*** Block opens ***

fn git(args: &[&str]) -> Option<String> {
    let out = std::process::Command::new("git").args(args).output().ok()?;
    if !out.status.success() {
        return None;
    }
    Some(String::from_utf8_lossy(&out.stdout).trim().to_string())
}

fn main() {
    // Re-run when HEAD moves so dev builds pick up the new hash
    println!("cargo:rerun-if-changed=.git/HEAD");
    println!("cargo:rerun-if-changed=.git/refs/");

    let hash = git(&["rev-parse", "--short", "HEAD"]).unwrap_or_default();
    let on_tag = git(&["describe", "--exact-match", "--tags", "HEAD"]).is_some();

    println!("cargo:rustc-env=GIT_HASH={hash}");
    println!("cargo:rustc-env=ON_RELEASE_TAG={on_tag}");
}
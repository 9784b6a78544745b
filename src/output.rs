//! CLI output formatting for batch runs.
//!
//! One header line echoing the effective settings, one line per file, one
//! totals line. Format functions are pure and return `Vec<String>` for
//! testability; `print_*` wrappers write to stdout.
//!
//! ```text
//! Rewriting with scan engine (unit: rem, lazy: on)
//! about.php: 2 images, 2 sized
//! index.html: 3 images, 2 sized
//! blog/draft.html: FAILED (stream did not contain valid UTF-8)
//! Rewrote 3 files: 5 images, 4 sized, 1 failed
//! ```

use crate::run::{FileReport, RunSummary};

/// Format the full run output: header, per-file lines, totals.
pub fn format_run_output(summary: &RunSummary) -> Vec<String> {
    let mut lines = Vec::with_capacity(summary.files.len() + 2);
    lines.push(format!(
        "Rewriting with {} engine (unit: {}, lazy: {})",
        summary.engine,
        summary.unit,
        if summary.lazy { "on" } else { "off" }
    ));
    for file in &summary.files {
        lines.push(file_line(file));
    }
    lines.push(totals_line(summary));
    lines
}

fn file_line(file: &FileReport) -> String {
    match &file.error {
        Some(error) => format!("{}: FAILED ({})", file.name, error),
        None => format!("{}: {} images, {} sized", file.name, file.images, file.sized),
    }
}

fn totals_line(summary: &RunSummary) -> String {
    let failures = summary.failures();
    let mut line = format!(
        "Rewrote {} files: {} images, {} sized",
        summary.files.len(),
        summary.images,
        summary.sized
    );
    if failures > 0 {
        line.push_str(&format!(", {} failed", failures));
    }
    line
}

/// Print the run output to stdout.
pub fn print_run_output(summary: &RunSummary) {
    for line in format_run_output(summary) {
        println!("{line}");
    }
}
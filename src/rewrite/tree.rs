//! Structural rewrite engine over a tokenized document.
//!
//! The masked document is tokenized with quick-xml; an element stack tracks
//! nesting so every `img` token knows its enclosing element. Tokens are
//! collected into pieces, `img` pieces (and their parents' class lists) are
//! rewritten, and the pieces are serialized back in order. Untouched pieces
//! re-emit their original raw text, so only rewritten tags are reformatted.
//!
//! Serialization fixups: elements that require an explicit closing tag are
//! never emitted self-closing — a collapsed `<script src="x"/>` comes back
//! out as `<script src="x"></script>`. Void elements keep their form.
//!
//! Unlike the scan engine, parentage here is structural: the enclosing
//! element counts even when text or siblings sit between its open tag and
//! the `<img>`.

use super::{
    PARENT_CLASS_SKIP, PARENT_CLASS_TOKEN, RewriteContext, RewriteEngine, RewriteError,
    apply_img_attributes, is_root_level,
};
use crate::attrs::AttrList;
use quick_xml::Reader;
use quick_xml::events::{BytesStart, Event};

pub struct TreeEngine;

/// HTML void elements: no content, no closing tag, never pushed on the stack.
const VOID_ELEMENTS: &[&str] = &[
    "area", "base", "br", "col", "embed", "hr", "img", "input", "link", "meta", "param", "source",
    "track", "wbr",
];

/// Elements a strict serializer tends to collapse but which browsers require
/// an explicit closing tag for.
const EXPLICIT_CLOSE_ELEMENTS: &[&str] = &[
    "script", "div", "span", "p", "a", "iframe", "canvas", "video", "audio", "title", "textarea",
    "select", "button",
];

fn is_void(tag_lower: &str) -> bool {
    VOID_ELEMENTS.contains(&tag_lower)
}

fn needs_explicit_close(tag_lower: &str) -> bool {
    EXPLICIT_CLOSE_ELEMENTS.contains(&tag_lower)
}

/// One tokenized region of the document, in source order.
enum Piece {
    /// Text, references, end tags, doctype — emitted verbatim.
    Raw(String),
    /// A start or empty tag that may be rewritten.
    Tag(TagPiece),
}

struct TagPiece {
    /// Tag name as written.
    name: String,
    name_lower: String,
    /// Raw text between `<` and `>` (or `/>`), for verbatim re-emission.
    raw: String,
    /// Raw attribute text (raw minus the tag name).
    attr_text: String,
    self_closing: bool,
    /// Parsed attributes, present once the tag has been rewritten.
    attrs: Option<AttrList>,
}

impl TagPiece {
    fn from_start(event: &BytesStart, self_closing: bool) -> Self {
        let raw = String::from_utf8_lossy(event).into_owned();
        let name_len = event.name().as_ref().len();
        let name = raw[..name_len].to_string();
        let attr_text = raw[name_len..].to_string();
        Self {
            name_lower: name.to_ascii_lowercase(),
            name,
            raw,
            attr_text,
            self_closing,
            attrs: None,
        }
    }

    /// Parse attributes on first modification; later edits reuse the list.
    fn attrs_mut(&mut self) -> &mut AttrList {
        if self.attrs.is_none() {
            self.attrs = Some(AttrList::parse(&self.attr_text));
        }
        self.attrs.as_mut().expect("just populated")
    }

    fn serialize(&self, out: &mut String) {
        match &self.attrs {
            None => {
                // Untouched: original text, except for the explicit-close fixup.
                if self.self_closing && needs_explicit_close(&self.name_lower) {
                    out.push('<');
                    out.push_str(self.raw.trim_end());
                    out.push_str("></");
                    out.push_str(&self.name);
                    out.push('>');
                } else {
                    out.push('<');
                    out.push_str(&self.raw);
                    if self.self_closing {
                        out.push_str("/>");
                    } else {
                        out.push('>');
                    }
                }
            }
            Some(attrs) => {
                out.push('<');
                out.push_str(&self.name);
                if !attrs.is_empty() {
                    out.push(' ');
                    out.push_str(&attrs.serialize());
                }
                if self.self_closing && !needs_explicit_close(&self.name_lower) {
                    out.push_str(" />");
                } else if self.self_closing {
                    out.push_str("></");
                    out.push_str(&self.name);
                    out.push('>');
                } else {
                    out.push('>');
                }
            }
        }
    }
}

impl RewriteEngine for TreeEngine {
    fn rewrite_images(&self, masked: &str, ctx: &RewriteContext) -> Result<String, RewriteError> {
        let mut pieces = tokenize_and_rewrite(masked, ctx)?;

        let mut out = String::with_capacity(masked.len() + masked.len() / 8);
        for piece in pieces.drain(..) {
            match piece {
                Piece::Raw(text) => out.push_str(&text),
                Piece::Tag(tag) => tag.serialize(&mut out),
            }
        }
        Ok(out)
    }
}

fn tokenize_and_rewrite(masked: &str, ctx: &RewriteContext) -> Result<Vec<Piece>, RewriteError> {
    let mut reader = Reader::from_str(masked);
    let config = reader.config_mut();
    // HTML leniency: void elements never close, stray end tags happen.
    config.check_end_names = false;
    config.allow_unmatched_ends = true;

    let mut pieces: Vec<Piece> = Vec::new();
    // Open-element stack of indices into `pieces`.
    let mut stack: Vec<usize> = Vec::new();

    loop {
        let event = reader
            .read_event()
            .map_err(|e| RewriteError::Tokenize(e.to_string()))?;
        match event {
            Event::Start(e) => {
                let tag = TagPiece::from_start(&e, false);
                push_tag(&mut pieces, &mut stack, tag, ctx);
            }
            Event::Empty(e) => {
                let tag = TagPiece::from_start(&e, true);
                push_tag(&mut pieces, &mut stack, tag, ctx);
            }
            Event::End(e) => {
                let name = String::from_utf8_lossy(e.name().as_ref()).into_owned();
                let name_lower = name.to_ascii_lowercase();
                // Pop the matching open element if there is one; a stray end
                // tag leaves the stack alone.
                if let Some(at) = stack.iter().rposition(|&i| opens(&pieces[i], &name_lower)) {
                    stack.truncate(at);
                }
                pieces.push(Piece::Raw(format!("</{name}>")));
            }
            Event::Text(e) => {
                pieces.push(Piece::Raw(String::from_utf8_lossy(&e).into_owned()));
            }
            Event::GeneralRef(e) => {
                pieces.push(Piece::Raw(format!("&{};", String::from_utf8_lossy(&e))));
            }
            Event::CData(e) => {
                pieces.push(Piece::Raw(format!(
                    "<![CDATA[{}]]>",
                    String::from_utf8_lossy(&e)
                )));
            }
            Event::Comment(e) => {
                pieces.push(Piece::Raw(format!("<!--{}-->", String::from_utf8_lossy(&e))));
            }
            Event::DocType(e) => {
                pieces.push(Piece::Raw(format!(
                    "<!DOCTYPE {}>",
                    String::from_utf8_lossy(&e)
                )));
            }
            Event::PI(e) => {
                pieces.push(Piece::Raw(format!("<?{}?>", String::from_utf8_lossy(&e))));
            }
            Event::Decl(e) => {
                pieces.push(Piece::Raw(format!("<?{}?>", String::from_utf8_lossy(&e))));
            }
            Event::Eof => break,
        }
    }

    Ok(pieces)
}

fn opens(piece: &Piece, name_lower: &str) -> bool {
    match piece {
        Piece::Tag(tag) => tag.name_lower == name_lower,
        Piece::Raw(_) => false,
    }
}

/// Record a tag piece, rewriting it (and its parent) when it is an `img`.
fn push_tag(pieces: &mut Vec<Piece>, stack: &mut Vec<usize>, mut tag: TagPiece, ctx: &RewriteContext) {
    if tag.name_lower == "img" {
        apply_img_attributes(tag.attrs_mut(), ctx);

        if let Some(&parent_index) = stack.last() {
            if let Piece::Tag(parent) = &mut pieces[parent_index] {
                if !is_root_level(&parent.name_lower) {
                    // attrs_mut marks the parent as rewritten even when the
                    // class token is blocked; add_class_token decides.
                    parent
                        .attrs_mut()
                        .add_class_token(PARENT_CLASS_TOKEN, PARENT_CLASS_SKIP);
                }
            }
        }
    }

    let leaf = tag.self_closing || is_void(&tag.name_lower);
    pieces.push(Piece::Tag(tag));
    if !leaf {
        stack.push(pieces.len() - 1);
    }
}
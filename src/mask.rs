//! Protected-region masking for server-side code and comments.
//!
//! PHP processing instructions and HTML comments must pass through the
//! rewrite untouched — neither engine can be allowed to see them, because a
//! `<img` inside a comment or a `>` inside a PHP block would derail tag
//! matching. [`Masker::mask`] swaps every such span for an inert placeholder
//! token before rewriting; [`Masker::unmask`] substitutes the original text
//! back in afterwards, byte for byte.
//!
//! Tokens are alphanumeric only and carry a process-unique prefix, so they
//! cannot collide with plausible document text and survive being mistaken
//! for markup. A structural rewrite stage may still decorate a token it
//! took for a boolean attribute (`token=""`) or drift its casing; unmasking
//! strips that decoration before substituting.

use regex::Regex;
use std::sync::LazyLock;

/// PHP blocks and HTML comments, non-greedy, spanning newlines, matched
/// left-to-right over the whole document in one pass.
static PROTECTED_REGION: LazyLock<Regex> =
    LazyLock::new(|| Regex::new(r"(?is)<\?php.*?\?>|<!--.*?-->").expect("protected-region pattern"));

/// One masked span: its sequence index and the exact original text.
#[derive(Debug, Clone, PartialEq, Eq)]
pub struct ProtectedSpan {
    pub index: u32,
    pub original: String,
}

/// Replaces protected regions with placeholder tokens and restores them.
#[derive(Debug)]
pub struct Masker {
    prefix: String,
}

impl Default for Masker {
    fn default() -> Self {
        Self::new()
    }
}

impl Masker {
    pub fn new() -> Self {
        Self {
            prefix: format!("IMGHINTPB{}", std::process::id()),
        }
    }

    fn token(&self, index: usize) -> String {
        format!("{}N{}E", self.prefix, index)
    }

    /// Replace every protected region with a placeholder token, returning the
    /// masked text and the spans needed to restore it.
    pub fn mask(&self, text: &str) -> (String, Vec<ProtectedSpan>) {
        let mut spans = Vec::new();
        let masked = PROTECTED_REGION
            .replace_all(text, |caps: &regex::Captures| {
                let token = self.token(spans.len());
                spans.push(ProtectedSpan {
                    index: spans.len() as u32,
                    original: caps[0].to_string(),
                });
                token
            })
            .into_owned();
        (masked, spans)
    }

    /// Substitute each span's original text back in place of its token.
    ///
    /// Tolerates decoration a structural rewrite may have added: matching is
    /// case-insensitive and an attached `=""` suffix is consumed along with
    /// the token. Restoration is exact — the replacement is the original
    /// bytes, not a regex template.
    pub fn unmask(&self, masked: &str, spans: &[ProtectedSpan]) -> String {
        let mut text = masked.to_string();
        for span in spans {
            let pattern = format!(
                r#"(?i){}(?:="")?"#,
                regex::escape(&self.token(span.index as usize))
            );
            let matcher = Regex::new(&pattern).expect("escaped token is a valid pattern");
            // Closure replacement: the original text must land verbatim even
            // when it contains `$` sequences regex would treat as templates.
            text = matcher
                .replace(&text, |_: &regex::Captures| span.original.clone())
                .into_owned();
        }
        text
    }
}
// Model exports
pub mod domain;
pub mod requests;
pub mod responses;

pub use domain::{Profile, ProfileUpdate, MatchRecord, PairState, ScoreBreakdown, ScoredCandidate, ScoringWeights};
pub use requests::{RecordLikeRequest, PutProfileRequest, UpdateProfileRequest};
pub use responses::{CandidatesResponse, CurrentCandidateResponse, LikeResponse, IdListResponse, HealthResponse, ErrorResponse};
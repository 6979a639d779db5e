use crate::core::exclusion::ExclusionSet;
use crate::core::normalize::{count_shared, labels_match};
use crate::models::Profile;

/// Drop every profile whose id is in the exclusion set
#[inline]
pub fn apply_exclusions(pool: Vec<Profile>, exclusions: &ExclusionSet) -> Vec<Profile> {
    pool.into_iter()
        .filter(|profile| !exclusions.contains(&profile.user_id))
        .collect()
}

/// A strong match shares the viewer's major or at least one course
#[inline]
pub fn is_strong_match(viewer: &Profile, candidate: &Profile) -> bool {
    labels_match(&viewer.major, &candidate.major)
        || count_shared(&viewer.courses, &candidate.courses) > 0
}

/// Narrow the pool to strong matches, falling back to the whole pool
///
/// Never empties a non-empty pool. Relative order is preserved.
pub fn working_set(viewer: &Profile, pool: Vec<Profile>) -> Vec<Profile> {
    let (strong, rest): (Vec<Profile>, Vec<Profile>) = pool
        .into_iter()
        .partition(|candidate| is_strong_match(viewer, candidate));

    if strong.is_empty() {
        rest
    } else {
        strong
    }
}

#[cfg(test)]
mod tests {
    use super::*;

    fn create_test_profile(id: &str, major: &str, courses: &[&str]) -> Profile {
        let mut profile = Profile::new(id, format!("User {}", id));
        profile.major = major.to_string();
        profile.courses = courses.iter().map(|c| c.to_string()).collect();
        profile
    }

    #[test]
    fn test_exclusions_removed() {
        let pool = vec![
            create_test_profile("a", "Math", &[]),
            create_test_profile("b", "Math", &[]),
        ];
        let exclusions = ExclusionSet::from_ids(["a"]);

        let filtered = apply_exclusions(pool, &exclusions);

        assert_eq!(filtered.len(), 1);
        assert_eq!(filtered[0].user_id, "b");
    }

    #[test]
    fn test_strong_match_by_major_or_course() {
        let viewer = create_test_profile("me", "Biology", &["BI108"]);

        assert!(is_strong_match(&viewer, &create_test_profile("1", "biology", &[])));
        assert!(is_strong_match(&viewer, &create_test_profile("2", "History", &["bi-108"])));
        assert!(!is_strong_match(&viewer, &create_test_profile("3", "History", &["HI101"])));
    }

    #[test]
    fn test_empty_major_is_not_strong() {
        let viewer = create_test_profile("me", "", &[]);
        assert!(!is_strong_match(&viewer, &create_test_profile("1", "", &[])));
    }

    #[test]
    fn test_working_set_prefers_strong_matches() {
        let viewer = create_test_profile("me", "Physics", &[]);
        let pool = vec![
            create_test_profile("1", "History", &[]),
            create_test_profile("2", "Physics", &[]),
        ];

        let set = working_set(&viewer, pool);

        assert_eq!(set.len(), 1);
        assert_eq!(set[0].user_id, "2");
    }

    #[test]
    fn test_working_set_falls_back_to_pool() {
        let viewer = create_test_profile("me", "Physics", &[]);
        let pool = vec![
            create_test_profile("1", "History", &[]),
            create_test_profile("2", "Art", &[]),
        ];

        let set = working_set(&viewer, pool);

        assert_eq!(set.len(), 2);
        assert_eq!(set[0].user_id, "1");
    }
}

*** Block closes ***

▶ **WHAT NEEDS TO BE DONE**
Up to and including the last line above, starting with the line that contains "use super::*;", return each line exactly and nothing else.

▶ **SOLUTION TO THIS PROBLEM**
    use super::*;

    fn create_test_profile(id: &str, major: &str, courses: &[&str]) -> Profile {
        let mut profile = Profile::new(id, format!("User {}", id));
        profile.major = major.to_string();
        profile.courses = courses.iter().map(|c| c.to_string()).collect();
        profile
    }

    #[test]
    fn test_exclusions_removed() {
        let pool = vec![
            create_test_profile("a", "Math", &[]),
            create_test_profile("b", "Math", &[]),
        ];
        let exclusions = ExclusionSet::from_ids(["a"]);

        let filtered = apply_exclusions(pool, &exclusions);

        assert_eq!(filtered.len(), 1);
        assert_eq!(filtered[0].user_id, "b");
    }

    #[test]
    fn test_strong_match_by_major_or_course() {
        let viewer = create_test_profile("me", "Biology", &["BI108"]);

        assert!(is_strong_match(&viewer, &create_test_profile("1", "biology", &[])));
        assert!(is_strong_match(&viewer, &create_test_profile("2", "History", &["bi-108"])));
        assert!(!is_strong_match(&viewer, &create_test_profile("3", "History", &["HI101"])));
    }

    #[test]
    fn test_empty_major_is_not_strong() {
        let viewer = create_test_profile("me", "", &[]);
        assert!(!is_strong_match(&viewer, &create_test_profile("1", "", &[])));
    }

    #[test]
    fn test_working_set_prefers_strong_matches() {
        let viewer = create_test_profile("me", "Physics", &[]);
        let pool = vec![
            create_test_profile("1", "History", &[]),
            create_test_profile("2", "Physics", &[]),
        ];

        let set = working_set(&viewer, pool);

        assert_eq!(set.len(), 1);
        assert_eq!(set[0].user_id, "2");
    }

    #[test]
    fn test_working_set_falls_back_to_pool() {
        let viewer = create_test_profile("me", "Physics", &[]);
        let pool = vec![
            create_test_profile("1", "History", &[]),
            create_test_profile("2", "Art", &[]),
        ];

        let set = working_set(&viewer, pool);

        assert_eq!(set.len(), 2);
        assert_eq!(set[0].user_id, "1");
    }
}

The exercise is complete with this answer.